Two Realities (June Numbers)

If Only Real Life Were Like This

I love to count my money after a lucrative month. My wacky accounting calendar defines “June” as May 30–June 26 this year, so the month ends tomorrow. My spreadsheet uses 7-day blocks to facilitate weekly comparisons. But calendar drift eventually moves a week from one month to the next. When a four-week month becomes a five-week month my comparisons suffer.

I really ought to beat my spreadsheet into compliance with calendar accounting. Doing so would invalidate monthly comparisons between 2011 and previous years, but eliminate calendar creep in future years. Nobody cares about any of this except me, of course. But since I’m 100% of the staff, it’s a burning issue in Curio City...and that's what this blog is about, right?

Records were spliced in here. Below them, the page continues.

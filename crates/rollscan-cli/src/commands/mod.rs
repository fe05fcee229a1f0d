//! Subcommands.

pub mod config;
pub mod parse;

use std::path::{Path, PathBuf};

use rollscan_core::RollscanConfig;

/// `<config dir>/rollscan/config.json`.
pub fn default_config_path() -> PathBuf {
    dirs::config_dir()
        .unwrap_or_else(|| PathBuf::from("."))
        .join("rollscan")
        .join("config.json")
}

/// Load the explicit config file, else the default one if present, else defaults.
pub fn load_config(config_path: Option<&str>) -> anyhow::Result<RollscanConfig> {
    if let Some(path) = config_path {
        return Ok(RollscanConfig::from_file(Path::new(path))?);
    }

    let default_path = default_config_path();
    if default_path.exists() {
        Ok(RollscanConfig::from_file(&default_path)?)
    } else {
        Ok(RollscanConfig::default())
    }
}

June finished phenomenally after May’s mediocrity. Whisky Stones did great for Fathers Day…bird kites
have been selling steadily across the board…and two large Business Card Briefcase orders really kicked it over the top. I have temporarily shelved my plan to move bird kites to their own top-level category on the “If it ain’t broke” principle.

Here are June’s numbers, followed by explanations.

Total income: +48%
Total COGS: +56%
Payroll: +28.8%
Net Income (Profit): +189.2%


Year to Date:

Total income: +32.7%
Total COGS: +48.9%
Payroll: +49.7%
Net Income (Profit): -2,258.3%

The YTD bottom line looks incredibly scary, but it only represents $472. Last year I was very slightly in the black; this year I’m still a few hundred bucks in the red. Closing the gap won't be trivial, but neither is it impossible. Remember that for all the dramatic percentage moves, there still aren't that many dollars flowing through this company.

I must have explained what these numbers mean at some point over the years, but here’s a refresher course for newcomers and the forgetful.

  • Total income: Very simply, the top line dollars coming in over the transom.
  • Total COGS: Cost of Goods Sold should rise in lockstep with Total Income. Lower is good, higher is bad.
  • Payroll: Dollars in my pocket. More is nice for obvious reasons, but bad to the extent that it reduces my year-end profit payout and increases my personal payroll taxes paid. This number ought to track Total Income, plus a bit for the raise I gave myself at the end of last year.
  • Net Income: Earnings before interest, taxes, depreciation, and amortization (ebitda) – the first draft of the accountant’s bottom line. Naturally, I want this number as high as possible. As an S corporation, Kraken Enterprises is obliged to pay its profit to its stockholders each year. I actually only take out 75% of it and leave 25% as retained earnings for company growth, even though I’m responsible for 100% of the taxes due. Ideally I’d take all of my compensation this way and screw the paychecks, because one doesn’t pay social security or medicare taxes on dividend income. But the IRS can smite me if I don’t take a “reasonable” salary, and I obviously need beer money.
Anyway, Payroll + Net Income = my total compensation, more or less. Theoretically both of those numbers should rise in lockstep with the top line. The YTD numbers show that I'm getting nicer paychecks this year but the year-end bonus is in some doubt.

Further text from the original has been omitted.